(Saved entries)
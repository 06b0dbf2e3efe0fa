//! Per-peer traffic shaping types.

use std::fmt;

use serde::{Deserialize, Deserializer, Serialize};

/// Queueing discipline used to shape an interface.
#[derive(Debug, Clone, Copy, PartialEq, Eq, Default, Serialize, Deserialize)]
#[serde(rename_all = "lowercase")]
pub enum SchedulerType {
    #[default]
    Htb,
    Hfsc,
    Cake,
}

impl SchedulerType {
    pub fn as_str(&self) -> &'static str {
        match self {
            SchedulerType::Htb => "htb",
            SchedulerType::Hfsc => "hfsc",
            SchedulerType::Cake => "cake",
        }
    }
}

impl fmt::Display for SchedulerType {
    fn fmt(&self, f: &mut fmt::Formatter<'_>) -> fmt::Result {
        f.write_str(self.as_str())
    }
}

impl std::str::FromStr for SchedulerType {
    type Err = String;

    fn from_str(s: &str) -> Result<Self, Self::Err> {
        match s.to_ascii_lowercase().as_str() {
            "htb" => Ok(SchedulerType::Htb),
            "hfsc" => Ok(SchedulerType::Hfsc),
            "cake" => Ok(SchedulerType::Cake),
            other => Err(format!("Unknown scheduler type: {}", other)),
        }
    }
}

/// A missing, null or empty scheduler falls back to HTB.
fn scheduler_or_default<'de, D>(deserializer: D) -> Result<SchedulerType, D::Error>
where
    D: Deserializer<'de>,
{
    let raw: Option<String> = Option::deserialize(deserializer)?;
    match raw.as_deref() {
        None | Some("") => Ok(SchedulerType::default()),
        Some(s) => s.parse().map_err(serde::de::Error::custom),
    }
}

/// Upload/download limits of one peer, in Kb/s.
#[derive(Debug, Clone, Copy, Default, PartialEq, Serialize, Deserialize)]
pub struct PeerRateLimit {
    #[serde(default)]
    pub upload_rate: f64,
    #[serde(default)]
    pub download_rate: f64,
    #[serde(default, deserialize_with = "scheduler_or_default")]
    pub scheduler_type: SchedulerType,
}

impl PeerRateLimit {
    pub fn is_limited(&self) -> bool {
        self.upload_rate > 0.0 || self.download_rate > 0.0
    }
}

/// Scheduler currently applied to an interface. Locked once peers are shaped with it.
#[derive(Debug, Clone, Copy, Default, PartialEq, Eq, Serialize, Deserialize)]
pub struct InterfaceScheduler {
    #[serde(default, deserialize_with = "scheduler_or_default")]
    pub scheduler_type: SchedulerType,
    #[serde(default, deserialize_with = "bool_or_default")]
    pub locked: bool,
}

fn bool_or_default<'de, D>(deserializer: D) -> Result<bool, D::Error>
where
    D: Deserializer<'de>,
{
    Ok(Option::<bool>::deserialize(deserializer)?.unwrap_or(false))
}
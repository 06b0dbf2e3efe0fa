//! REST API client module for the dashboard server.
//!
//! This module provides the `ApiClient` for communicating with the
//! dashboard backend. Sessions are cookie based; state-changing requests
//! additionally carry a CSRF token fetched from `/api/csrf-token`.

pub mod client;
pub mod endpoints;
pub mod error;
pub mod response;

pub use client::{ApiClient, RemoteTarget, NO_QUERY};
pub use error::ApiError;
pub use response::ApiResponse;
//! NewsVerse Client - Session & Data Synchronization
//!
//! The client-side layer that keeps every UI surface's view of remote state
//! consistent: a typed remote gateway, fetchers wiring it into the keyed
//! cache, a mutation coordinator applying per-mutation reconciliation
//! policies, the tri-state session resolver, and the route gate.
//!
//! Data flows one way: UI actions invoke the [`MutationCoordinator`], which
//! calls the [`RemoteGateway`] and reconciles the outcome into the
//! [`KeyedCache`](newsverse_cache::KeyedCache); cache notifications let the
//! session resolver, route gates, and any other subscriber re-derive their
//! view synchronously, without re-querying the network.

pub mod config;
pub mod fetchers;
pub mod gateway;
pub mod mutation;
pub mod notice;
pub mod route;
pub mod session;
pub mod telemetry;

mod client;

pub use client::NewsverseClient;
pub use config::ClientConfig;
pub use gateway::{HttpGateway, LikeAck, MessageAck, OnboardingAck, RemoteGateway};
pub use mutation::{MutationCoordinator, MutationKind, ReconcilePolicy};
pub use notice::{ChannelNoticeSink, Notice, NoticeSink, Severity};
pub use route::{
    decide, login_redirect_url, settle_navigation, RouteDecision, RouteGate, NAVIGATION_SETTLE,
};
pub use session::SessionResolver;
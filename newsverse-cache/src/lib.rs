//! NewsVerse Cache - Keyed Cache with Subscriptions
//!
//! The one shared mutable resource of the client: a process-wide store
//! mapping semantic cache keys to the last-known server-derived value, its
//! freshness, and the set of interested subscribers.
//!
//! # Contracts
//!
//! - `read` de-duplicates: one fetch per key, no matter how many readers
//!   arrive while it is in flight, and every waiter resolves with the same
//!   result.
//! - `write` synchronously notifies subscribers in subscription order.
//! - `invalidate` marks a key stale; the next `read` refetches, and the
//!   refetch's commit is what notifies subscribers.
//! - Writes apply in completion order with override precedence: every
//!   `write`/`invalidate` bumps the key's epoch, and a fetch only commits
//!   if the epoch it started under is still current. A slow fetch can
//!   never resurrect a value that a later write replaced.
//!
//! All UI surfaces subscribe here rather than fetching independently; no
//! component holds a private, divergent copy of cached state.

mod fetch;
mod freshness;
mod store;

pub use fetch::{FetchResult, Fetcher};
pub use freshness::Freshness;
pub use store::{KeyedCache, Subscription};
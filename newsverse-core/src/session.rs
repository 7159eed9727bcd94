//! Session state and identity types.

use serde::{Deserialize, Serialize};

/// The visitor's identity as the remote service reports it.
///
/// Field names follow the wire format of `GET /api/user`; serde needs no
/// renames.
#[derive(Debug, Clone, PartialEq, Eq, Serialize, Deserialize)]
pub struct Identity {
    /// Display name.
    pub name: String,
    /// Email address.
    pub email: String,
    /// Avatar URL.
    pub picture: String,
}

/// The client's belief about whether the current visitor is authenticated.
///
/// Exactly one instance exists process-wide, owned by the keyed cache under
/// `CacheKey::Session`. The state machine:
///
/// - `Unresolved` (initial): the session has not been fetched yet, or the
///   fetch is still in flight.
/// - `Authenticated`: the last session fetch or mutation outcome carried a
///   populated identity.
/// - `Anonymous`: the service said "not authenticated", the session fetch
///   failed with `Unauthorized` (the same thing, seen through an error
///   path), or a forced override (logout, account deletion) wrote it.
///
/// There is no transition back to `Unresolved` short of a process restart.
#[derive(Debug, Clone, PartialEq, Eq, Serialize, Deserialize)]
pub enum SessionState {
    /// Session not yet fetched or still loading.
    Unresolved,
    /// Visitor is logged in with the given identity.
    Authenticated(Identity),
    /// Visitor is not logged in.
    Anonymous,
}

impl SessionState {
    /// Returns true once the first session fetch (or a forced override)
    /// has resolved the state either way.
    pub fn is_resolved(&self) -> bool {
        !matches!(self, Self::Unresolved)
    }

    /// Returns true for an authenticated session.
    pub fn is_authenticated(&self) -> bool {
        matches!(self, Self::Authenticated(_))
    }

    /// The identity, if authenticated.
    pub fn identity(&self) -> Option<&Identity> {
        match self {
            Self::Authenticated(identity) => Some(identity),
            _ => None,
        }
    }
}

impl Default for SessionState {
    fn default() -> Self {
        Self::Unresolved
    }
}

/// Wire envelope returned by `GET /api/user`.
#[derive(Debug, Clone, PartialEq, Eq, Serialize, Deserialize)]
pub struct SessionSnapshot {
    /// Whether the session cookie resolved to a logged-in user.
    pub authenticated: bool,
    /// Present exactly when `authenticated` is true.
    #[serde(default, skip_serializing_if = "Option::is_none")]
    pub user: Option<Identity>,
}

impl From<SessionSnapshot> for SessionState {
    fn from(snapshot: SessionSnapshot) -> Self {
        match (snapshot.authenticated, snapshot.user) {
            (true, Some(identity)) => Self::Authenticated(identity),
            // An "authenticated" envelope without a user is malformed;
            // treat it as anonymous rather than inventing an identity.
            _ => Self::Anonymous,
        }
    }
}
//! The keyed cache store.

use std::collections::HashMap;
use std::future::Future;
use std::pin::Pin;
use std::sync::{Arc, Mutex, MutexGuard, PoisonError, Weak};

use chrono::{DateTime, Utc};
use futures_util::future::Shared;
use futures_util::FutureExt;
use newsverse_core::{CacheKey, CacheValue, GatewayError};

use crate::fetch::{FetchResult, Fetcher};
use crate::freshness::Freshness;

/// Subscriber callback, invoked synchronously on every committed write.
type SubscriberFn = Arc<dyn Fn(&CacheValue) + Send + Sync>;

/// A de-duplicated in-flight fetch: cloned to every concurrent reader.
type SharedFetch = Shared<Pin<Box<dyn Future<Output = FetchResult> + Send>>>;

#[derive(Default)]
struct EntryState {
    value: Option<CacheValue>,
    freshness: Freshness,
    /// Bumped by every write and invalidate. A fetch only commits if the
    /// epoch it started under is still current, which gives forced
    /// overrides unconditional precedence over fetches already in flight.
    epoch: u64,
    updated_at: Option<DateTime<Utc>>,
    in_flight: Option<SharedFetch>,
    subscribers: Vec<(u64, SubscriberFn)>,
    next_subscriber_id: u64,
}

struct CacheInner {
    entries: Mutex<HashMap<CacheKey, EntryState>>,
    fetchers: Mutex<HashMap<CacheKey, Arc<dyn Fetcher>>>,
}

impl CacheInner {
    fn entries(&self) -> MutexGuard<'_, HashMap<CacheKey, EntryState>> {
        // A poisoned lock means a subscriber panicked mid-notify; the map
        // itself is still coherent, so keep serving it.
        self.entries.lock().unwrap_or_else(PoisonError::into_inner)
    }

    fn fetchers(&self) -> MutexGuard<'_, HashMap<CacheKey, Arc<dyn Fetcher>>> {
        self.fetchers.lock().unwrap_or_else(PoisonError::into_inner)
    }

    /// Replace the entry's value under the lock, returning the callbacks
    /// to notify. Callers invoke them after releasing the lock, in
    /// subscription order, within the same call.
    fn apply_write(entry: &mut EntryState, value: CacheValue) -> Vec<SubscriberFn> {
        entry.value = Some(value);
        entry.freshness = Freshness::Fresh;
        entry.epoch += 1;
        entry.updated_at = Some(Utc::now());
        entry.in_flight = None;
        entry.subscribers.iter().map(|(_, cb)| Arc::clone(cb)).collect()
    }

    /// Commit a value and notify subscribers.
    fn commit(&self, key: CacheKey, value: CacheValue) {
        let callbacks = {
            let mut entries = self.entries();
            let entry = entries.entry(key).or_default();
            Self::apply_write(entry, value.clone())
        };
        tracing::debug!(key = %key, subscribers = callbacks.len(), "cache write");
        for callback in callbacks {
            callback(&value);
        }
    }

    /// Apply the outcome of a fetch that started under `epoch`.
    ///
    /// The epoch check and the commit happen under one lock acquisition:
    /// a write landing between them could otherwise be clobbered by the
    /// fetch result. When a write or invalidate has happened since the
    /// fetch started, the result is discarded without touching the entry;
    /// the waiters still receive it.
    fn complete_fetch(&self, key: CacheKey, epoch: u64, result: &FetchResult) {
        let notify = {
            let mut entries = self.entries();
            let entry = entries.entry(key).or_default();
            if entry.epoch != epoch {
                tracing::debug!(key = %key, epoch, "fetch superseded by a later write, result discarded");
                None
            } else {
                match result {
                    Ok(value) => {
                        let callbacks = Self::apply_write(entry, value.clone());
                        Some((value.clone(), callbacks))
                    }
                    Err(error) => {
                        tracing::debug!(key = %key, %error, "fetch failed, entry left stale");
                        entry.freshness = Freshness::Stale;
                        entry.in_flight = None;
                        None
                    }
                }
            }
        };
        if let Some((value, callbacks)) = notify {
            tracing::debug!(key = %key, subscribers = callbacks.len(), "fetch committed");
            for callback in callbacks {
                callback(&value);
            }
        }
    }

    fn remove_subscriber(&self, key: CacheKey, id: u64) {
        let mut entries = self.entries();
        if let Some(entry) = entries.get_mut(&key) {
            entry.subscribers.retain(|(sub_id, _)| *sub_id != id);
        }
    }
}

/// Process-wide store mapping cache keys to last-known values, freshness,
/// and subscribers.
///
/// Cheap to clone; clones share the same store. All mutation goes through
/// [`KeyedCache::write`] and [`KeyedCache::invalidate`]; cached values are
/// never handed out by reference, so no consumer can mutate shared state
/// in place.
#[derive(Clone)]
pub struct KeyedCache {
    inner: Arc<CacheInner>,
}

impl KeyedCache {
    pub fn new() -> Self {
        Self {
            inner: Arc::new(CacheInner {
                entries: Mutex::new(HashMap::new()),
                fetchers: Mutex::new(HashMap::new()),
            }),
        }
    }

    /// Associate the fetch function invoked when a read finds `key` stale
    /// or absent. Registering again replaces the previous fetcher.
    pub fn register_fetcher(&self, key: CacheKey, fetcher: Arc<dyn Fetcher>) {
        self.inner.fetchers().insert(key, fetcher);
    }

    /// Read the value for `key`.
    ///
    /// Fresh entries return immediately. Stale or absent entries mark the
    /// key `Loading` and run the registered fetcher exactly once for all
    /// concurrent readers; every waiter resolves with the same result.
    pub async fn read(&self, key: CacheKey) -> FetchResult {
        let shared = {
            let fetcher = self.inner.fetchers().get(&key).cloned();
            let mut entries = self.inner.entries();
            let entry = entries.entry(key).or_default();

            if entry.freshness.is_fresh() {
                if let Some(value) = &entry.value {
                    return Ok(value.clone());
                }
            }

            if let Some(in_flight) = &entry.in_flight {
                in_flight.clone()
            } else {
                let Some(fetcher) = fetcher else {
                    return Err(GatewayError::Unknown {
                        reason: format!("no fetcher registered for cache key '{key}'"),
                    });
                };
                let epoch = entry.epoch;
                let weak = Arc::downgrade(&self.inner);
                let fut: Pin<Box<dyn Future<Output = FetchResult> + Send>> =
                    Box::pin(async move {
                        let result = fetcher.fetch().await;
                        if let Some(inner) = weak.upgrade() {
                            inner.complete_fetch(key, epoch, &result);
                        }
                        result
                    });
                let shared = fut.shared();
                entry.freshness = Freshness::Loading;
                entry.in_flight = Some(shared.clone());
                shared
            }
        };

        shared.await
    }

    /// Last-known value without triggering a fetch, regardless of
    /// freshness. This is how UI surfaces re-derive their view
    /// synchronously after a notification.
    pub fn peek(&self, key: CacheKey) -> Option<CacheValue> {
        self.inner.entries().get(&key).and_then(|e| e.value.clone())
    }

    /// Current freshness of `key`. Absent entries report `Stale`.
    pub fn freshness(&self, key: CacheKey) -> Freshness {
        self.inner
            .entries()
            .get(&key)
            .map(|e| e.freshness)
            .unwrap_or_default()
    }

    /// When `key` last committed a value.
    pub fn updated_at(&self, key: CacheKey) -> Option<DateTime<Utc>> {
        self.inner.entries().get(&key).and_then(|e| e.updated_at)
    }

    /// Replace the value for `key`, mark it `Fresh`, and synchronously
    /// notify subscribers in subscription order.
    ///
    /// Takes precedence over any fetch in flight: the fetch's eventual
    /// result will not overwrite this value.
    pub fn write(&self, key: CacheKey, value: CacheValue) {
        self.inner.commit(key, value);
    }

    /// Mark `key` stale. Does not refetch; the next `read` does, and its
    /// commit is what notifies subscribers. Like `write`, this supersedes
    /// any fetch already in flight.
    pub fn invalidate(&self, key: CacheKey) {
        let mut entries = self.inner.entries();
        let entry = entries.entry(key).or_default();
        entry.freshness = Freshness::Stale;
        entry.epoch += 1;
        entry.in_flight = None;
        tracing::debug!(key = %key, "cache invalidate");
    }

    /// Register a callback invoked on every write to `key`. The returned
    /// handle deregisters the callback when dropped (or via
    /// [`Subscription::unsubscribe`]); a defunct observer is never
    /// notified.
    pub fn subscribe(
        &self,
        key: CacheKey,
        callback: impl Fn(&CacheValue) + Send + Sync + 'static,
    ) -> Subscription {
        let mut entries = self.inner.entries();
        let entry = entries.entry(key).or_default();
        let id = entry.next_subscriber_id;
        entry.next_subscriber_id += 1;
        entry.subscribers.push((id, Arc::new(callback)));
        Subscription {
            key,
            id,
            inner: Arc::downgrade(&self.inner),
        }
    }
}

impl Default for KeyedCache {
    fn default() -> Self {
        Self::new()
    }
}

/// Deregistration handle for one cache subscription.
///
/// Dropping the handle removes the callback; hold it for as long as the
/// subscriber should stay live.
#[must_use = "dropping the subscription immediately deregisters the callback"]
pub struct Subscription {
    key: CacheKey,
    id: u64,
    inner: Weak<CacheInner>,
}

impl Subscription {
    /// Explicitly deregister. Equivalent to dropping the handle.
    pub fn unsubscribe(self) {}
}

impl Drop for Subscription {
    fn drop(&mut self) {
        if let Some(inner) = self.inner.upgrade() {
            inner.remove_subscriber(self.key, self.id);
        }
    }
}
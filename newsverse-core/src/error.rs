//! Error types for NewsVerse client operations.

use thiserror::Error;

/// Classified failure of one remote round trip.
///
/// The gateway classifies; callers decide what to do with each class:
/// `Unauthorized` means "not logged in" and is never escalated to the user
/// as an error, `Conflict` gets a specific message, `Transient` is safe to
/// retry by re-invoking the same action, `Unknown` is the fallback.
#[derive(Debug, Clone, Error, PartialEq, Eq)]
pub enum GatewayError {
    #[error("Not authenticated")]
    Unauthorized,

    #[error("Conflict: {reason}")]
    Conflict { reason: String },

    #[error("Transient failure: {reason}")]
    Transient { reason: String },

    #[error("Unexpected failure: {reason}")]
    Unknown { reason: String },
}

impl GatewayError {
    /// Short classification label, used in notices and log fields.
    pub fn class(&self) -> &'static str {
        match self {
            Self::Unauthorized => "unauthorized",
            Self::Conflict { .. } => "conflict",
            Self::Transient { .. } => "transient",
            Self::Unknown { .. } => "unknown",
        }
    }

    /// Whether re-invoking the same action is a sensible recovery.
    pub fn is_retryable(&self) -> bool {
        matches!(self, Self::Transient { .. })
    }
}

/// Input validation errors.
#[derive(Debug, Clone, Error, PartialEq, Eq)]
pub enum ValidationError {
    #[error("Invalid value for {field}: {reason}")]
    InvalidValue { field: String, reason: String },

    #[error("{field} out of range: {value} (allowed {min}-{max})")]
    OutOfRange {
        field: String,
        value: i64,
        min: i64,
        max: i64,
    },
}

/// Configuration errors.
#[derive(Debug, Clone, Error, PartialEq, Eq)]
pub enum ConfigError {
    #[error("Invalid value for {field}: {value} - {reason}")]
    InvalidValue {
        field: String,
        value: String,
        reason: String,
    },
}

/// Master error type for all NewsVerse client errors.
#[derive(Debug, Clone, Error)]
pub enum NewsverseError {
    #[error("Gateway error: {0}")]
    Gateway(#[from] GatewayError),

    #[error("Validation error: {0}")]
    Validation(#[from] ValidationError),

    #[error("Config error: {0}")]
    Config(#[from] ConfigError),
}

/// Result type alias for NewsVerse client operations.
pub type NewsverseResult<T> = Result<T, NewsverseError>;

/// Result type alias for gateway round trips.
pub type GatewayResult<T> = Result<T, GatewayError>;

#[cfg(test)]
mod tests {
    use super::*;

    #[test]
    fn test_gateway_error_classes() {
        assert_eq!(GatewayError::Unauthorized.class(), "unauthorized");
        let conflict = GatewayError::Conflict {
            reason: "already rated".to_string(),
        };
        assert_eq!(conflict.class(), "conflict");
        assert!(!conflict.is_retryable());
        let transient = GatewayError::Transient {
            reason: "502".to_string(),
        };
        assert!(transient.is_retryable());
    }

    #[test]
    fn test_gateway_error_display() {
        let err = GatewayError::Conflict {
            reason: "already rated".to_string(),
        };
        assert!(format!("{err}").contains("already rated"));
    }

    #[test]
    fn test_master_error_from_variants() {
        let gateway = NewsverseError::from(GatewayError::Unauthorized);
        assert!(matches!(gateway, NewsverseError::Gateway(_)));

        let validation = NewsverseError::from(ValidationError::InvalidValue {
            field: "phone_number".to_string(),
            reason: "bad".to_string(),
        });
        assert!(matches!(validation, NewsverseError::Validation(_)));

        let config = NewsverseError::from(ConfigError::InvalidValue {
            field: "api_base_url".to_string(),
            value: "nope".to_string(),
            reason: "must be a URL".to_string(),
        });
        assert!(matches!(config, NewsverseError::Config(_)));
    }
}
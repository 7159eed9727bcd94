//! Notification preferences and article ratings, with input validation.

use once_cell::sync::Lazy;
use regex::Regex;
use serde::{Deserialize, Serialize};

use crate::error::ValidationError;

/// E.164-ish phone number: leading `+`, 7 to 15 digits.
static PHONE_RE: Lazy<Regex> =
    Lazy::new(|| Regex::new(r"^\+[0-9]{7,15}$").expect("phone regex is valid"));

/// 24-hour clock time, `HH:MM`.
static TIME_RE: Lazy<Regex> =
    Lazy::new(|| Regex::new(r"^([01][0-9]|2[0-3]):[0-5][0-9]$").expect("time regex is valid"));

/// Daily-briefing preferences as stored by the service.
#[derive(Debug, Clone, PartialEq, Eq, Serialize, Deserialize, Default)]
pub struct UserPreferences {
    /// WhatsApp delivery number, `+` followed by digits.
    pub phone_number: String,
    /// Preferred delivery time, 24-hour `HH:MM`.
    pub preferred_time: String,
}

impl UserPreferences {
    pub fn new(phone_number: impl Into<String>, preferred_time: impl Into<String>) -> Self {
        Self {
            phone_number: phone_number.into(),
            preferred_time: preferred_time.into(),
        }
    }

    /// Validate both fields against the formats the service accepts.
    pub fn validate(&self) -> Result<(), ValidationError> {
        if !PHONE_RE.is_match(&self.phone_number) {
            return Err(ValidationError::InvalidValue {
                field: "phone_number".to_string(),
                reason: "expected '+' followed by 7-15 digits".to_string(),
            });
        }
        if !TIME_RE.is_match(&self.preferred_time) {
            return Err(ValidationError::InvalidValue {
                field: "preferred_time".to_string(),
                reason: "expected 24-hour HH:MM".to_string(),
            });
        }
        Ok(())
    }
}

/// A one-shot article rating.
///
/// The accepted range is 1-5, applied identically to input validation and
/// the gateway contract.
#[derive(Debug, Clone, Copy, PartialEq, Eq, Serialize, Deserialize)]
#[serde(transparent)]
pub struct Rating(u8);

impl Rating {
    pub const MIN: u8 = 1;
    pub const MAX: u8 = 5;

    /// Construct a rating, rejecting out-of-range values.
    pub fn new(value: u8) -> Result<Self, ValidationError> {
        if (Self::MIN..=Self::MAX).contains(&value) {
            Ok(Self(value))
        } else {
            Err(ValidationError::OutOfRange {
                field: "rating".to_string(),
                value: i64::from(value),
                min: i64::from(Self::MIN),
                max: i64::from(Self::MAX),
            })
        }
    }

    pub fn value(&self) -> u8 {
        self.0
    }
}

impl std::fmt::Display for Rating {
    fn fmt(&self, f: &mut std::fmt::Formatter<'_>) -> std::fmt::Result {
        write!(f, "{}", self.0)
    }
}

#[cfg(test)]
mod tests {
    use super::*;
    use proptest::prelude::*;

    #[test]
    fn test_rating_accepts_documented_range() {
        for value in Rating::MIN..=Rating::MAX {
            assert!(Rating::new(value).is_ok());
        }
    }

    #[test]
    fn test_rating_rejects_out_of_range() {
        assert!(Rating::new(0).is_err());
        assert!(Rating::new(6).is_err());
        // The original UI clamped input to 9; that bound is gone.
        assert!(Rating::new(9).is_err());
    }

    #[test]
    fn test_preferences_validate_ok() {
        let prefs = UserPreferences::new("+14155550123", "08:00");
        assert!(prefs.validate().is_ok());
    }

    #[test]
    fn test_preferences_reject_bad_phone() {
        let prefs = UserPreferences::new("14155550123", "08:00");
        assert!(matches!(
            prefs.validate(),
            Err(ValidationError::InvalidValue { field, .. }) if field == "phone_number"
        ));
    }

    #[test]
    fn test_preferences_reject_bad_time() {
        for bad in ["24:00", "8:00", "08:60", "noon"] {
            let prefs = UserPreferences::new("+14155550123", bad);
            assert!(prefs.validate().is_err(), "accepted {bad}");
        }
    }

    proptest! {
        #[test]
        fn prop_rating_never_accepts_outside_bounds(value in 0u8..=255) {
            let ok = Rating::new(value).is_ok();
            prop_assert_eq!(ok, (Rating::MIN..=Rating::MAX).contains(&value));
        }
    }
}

- [What is expected]: Write down again, exactly as given, only the lines above that fall from the line with "pub use response::ApiResponse;" to the line with "server-derived value, its", inclusive.

- [Solution to this task]:
pub use response::ApiResponse;
//! NewsVerse Client - Session & Data Synchronization
//!
//! The client-side layer that keeps every UI surface's view of remote state
//! consistent: a typed remote gateway, fetchers wiring it into the keyed
//! cache, a mutation coordinator applying per-mutation reconciliation
//! policies, the tri-state session resolver, and the route gate.
//!
//! Data flows one way: UI actions invoke the [`MutationCoordinator`], which
//! calls the [`RemoteGateway`] and reconciles the outcome into the
//! [`KeyedCache`](newsverse_cache::KeyedCache); cache notifications let the
//! session resolver, route gates, and any other subscriber re-derive their
//! view synchronously, without re-querying the network.

pub mod config;
pub mod fetchers;
pub mod gateway;
pub mod mutation;
pub mod notice;
pub mod route;
pub mod session;
pub mod telemetry;

mod client;

pub use client::NewsverseClient;
pub use config::ClientConfig;
pub use gateway::{HttpGateway, LikeAck, MessageAck, OnboardingAck, RemoteGateway};
pub use mutation::{MutationCoordinator, MutationKind, ReconcilePolicy};
pub use notice::{ChannelNoticeSink, Notice, NoticeSink, Severity};
pub use route::{
    decide, login_redirect_url, settle_navigation, RouteDecision, RouteGate, NAVIGATION_SETTLE,
};
pub use session::SessionResolver;
filename newsverse-cache/src/lib.rs
//! NewsVerse Cache - Keyed Cache with Subscriptions
//!
//! The one shared mutable resource of the client: a process-wide store
//! mapping semantic cache keys to the last-known server-derived value, its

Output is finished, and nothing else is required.